Hindustan Times (Patiala)

Resurgent Novak eyes No 1 spot

UPWARD SURGE Serb on course to becoming first player to move to top from No 22 rank

- sportsdesk@hindustant­imes.com

Ranked No. 22 in June, Novak Djokovic has an excellent chance to be back at No. 1 by November.

No man has made it to the top from so far back in the same season since the ATP rankings began in 1973, and Djokovic has put himself on the brink by recovering his precision, his swagger and his longtime coach and mentor Marian Vajda.

Djokovic was an unforced-error machine as recently as March, losing in his opening round in Indian Wells, California, and in Miami.

But he is an unstoppabl­e force now. After rehiring Vajda in April and bouncing back from a demoralisi­ng quarter-final defeat at the French Open to outsider Marco Cecchinato, Djokovic has triumphed at Wimbledon, the Cincinnati Masters, the U.S. Open and the Shanghai Masters.

He has steadied his baseline game, shored up his serve and won 18 consecutiv­e official singles matches and 27 of his past 28.

He has won 26 straight official sets, with only two of those requiring a tie-breaker.

He is well within reach of the top ranking again at this week’s Paris Masters. Rafael Nadal, who is in Paris and expected to return to action, still holds the top spot by little over 200 points. He has not played since retiring against Juan Martín del Potro in the semi-finals of US Open.

One thousand points will go to the champion in Paris, and Djokovic does not have a single point to defend for the rest of the season, which, if he stays healthy, will also include the World Tour Finals in London in mid-November.

Unless Nadal returns in very rare form indoors in what has traditiona­lly been his weakest phase of the season, Djokovic will be the year-end No. 1, just as he was in 2011, 2012, 2014 and 2015.

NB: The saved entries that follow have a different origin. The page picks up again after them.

use chrono::NaiveDate;
use rust_decimal::Decimal;
use serde::Serialize;
use uuid::Uuid;

use super::{
    fee::{round_money, FeeBreakdown, TaxableFee},
    plan::{BillingPeriod, ContractTerm, ContractType, Plan, TerminationFeePolicy},
    voucher::{
        Discount, RedemptionContext, Voucher, VoucherRedemption, VoucherRejection, VoucherUsage,
    },
    LocalizedText, ValidationError,
};

#[derive(Clone, Copy, Debug, PartialEq, Eq, Serialize)]
#[serde(rename_all = "SCREAMING_SNAKE_CASE")]
pub enum FeeKind {
    Membership,
    Administration,
    Join,
}

/// One line of the fee breakdown
///
/// Lines that do not apply carry zero amounts and are excluded from totals.
#[derive(Clone, Debug, PartialEq, Eq, Serialize)]
#[serde(rename_all = "camelCase")]
pub struct FeeLine {
    pub kind: FeeKind,
    pub label: LocalizedText,
    pub net: Decimal,
    pub tax_rate: Decimal,
    pub tax_amount: Decimal,
    pub gross: Decimal,
    pub applicable: bool,
}

impl FeeLine {
    fn build(kind: FeeKind, label: LocalizedText, fee: &TaxableFee, applicable: bool) -> Self {
        if !applicable || fee.is_zero() {
            let zero = FeeBreakdown::zero();
            return Self {
                kind,
                label,
                net: zero.net,
                tax_rate: round_money(Decimal::ZERO),
                tax_amount: zero.tax_amount,
                gross: zero.gross,
                applicable: false,
            };
        }

        let breakdown = fee.breakdown();
        Self {
            kind,
            label,
            net: breakdown.net,
            tax_rate: round_money(fee.tax_rate()),
            tax_amount: breakdown.tax_amount,
            gross: breakdown.gross,
            applicable: true,
        }
    }
}

/// Contract metadata shown to the member before they commit
#[derive(Clone, Debug, PartialEq, Eq, Serialize)]
#[serde(rename_all = "camelCase")]
pub struct ContractSummary {
    pub contract_type: ContractType,
    pub contract_term: ContractTerm,
    /// Minimum commitment of the plan's contract policy
    pub commitment_months: u32,
    /// Months the requested term binds the member for, 0 for month-to-month
    pub term_months: u32,
    pub cooling_off_days: u32,
    pub notice_period_days: u32,
    pub early_termination_fee: TerminationFeePolicy,
}

/// Quote of fees, taxes, discounts and total due for joining a plan
#[derive(Clone, Debug, PartialEq, Eq, Serialize)]
#[serde(rename_all = "camelCase")]
pub struct EnrollmentPreview {
    pub plan_id: Uuid,
    pub plan_name: LocalizedText,
    pub currency: String,
    pub billing_period: BillingPeriod,
    pub duration_days: u32,
    pub membership_fee: FeeLine,
    pub administration_fee: FeeLine,
    pub join_fee: FeeLine,
    pub subtotal: Decimal,
    pub vat_total: Decimal,
    /// Discount actually applied, set whenever a voucher or discount was supplied
    pub discount_amount: Option<Decimal>,
    /// Whether the requested discount exceeded the amount due and was capped
    pub discount_clamped: bool,
    pub voucher: Option<VoucherRedemption>,
    pub grand_total: Decimal,
    pub contract: ContractSummary,
    pub is_first_subscription: bool,
}

impl EnrollmentPreview {
    pub fn free_trial_days(&self) -> u32 {
        self.voucher
            .as_ref()
            .map_or(0, |voucher| voucher.free_trial_days)
    }

    pub fn fee_lines(&self) -> [&FeeLine; 3] {
        [&self.membership_fee, &self.administration_fee, &self.join_fee]
    }
}

/// Voucher resolved from the catalog along with its redemption history
pub struct VoucherCandidate<'a> {
    pub voucher: &'a Voucher,
    pub usage: VoucherUsage,
}

pub struct PricingInput<'a> {
    pub plan: &'a Plan,
    pub contract_term: ContractTerm,
    pub first_subscription: bool,
    pub voucher: Option<VoucherCandidate<'a>>,
    pub discount: Option<Discount>,
    /// Date voucher validity windows are checked against
    pub today: NaiveDate,
}

#[derive(Debug, thiserror::Error)]
pub enum PricingError {
    #[error(transparent)]
    Validation(#[from] ValidationError),
    #[error("voucher rejected: {0}")]
    Voucher(#[from] VoucherRejection),
}

/// Price an enrollment into a plan
///
/// This is a pure function of its input: the same input always produces the same preview.
pub fn price_enrollment(input: &PricingInput<'_>) -> Result<EnrollmentPreview, PricingError> {
    let plan = input.plan;
    let pricing = &plan.pricing;
    let currency = pricing.currency()?.to_string();
    let duration_days = pricing.effective_duration_days()?;
    let term_months = plan.contract.term_months(input.contract_term)?;

    let membership_fee = FeeLine::build(
        FeeKind::Membership,
        LocalizedText {
            en: format!("Membership Fee - {}", plan.name.en),
            ar: Some(match &plan.name.ar {
                Some(name) => format!("رسوم العضوية - {name}"),
                None => "رسوم العضوية".to_string(),
            }),
        },
        &pricing.membership_fee,
        true,
    );
    let administration_fee = FeeLine::build(
        FeeKind::Administration,
        LocalizedText::bilingual("Administration Fee", "رسوم إدارية"),
        &pricing.administration_fee,
        true,
    );
    let join_fee = FeeLine::build(
        FeeKind::Join,
        LocalizedText::bilingual("Joining Fee (One-time)", "رسوم الانضمام (مرة واحدة)"),
        &pricing.join_fee,
        input.first_subscription,
    );

    let lines = [&membership_fee, &administration_fee, &join_fee];
    let subtotal = round_money(
        lines
            .iter()
            .filter(|line| line.applicable)
            .map(|line| line.net)
            .sum(),
    );
    let vat_total = round_money(
        lines
            .iter()
            .filter(|line| line.applicable)
            .map(|line| line.tax_amount)
            .sum(),
    );
    let amount_due = subtotal + vat_total;

    let voucher = input
        .voucher
        .as_ref()
        .map(|candidate| {
            candidate.voucher.redeem(&RedemptionContext {
                plan_id: plan.id,
                subtotal,
                first_subscription: input.first_subscription,
                usage: candidate.usage,
                today: input.today,
            })
        })
        .transpose()?;
    let staff_discount = input
        .discount
        .map(|discount| discount.resolve(subtotal))
        .transpose()?;

    let (discount_amount, discount_clamped) = match (&voucher, staff_discount) {
        (None, None) => (None, false),
        (voucher, staff) => {
            let requested = voucher
                .as_ref()
                .map_or(Decimal::ZERO, |voucher| voucher.discount_amount)
                + staff.unwrap_or(Decimal::ZERO);
            if requested > amount_due {
                (Some(round_money(amount_due)), true)
            } else {
                (Some(round_money(requested)), false)
            }
        }
    };
    let grand_total =
        round_money((amount_due - discount_amount.unwrap_or(Decimal::ZERO)).max(Decimal::ZERO));

    Ok(EnrollmentPreview {
        plan_id: plan.id,
        plan_name: plan.name.clone(),
        currency,
        billing_period: pricing.billing_period,
        duration_days,
        membership_fee,
        administration_fee,
        join_fee,
        subtotal,
        vat_total,
        discount_amount,
        discount_clamped,
        voucher,
        grand_total,
        contract: ContractSummary {
            contract_type: plan.contract.contract_type,
            contract_term: input.contract_term,
            commitment_months: plan.contract.commitment_months,
            term_months,
            cooling_off_days: plan.contract.cooling_off_days,
            notice_period_days: plan.contract.notice_period_days,
            early_termination_fee: plan.contract.early_termination_fee,
        },
        is_first_subscription: input.first_subscription,
    })
}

“It’s amazing in two ways,” said Paul Annacone, former coach of Roger Federer and Pete Sampras.

“It’s amazing to be that good and let it drop, and amazing to come back in the way that Novak has come back.”

Djokovic is 31, which was once twilight time for tennis stars, but no longer:

Seven of this week’s Top 10 are in their 30s. Sampras was 31 when he emerged from a funk to win his 14th and final Grand Slam singles title at the 2002 U.S. Open. He never played another official match, announcing his retirement the next year.

Before winning the 2002 Open, Sampras experience­d one of the most humiliatin­g setbacks of his career, falling to George Bastl in the second round of Wimbledon.

“I always felt and still feel that you can’t take away greatness,” Annacone said. “In other words, you’re not all of a sudden not great anymore. But what happens, I’ve seen, is that you can’t sustain it for long periods of time, so when I talked to Pete after he lost to George Bastl, I knew he could win another major. That’s what he wanted, not No. 1 but another major.”

But, he added, “that was one major. What Novak has done by winning two majors and dominating the second half of the year has been another level in terms of consistenc­y.”

Djokovic had no wins over Top 10 players in the first five months of 2018. He has nine since June, defeating Federer, Nadal, Del Potro and Alexander Zverev, and beating Kevin Anderson twice.

“The key to everything has been Novak bringing back his old team, including Marian,” said Brad Stine, Anderson’s coach.

Luckily for Djokovic, Vajda, whom he had fired in May 2017, was still available. Vajda said he had rejected offers to coach other players and to become Slovakia’s Davis Cup captain.

“I had the feeling that I am still empty and I have no energy to start really working,” Vajda said. “I didn’t feel it somehow that I really have to go back to tennis, so I was still postponing, postponing, postponing.”

But in late March, Vajda said he finally began to feel that it was time.

“The next day he called me,” Vajda said of Djokovic. “It was amazing. I couldn’t believe it.”